Out of This Furnace

How did the lives of the three generations differ in the book, Out of this Furnace? Provide two example.

As much elaboration as possible would be great!
Asked by
Last updated by anonymous
1 Answers
Log in to answer
George Kracha is born in a small village in Hungary. He decides to immigrate to America at the age of twenty-one in order to find a better life and escape the poverty and oppression he suffers under the regime of Emperor Franz Josef. George is naive and falls for a married woman on the boat and spends his money on a party for her so he arrives in America with fifty cents in his pocket and walks to his sister's in Pennsylvania, where he rooms with Joe Dubik. When his wife arrives, he moves into quarters with her and they move around as the railroad company needs them to. They have three daughters: Mary, Alice and Anna.

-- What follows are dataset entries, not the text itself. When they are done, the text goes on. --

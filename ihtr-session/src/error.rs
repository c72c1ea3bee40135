use std::time::Duration;

use ihtr_decoder::DecoderError;
use perfect_derive::perfect_derive;
use thiserror::Error;

use crate::channel::TraceChannel;

/// Session-level failure.
///
/// Everything here is reported to the caller; nothing is swallowed or
/// retried internally. Control requests are not idempotent (a re-issued
/// dump can move device-owned cursors), so retrying even a [`Timeout`]
/// is an explicit caller decision.
///
/// [`Timeout`]: SessionError::Timeout
#[derive(Error)]
#[perfect_derive(Debug)]
pub enum SessionError<C: TraceChannel> {
    /// The device rejected an enable request: unknown pid, missing
    /// permission, or the trace feature is unsupported on this CPU.
    #[error("Trace acquisition rejected by the trace device")]
    Acquisition(#[source] C::Error),
    /// At most one trace may be active per session.
    #[error("A trace is already enabled on this session")]
    AlreadyEnabled,
    /// Disable, configure, or dump on a session whose trace was never
    /// enabled or has already been disabled.
    #[error("Operation on a session with no enabled trace")]
    InvalidHandle,
    /// The dump produced no materialized buffer to decode.
    #[error("No materialized trace buffer available")]
    BufferUnavailable,
    /// The device did not answer a control request within the bound.
    /// The session is poisoned afterwards.
    #[error("Control request timed out after {0:?}")]
    Timeout(Duration),
    /// A control request was attempted after an earlier timeout
    /// surrendered the channel to its courier thread.
    #[error("Control channel lost after a timed-out request")]
    ChannelLost,
    /// A non-enable control request failed in the channel.
    #[error("Trace device control request failed")]
    Channel(#[source] C::Error),
    /// The dumped snapshot disagrees with the device contract.
    #[error("Failed to decode dumped trace buffer")]
    Decode(#[from] DecoderError),
}

pub(crate) type SessionResult<T, C> = core::result::Result<T, SessionError<C>>;
use thiserror::Error;

/// Decode failure.
///
/// Every variant indicates a snapshot that disagrees with the device
/// contract (a protocol or version mismatch), not a short or empty trace;
/// short traces decode successfully by construction.
#[derive(Error, Debug, Clone, PartialEq, Eq)]
pub enum DecoderError {
    /// Ring cursor outside `[0, capacity)`.
    #[error("LBR ring cursor {cursor} outside capacity {capacity}")]
    CursorOutOfRange { cursor: u64, capacity: usize },
    /// BTS write index beyond the buffer capacity.
    #[error("BTS write index {index} outside capacity {capacity}")]
    IndexOutOfRange { index: u64, capacity: usize },
    /// BTS write pointer not a whole number of records past the base.
    #[error("BTS write pointer {index:#x} is not record-aligned against base {base:#x}")]
    MisalignedIndex { base: u64, index: u64 },
    /// BTS write pointer before the buffer base.
    #[error("BTS write pointer {index:#x} precedes buffer base {base:#x}")]
    IndexBeforeBase { base: u64, index: u64 },
}

pub(crate) type DecoderResult<T> = core::result::Result<T, DecoderError>;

George begins his own business after the death of Joe. He buys a butcher shop and becomes successful until he loses it all. When his wife dies, he marries Zuska. One night he beats her and is arrested. When he is released from jail, the bank has foreclosed on the lots he owned, his house and furniture and belongings are gone, along with Zuska. Then he returns to work in the steel mills, where he remains until he retires. He eventually moves in with his grandson Dobie and his wife Julie and his pension helps them make ends meet financially. He dies of a stroke.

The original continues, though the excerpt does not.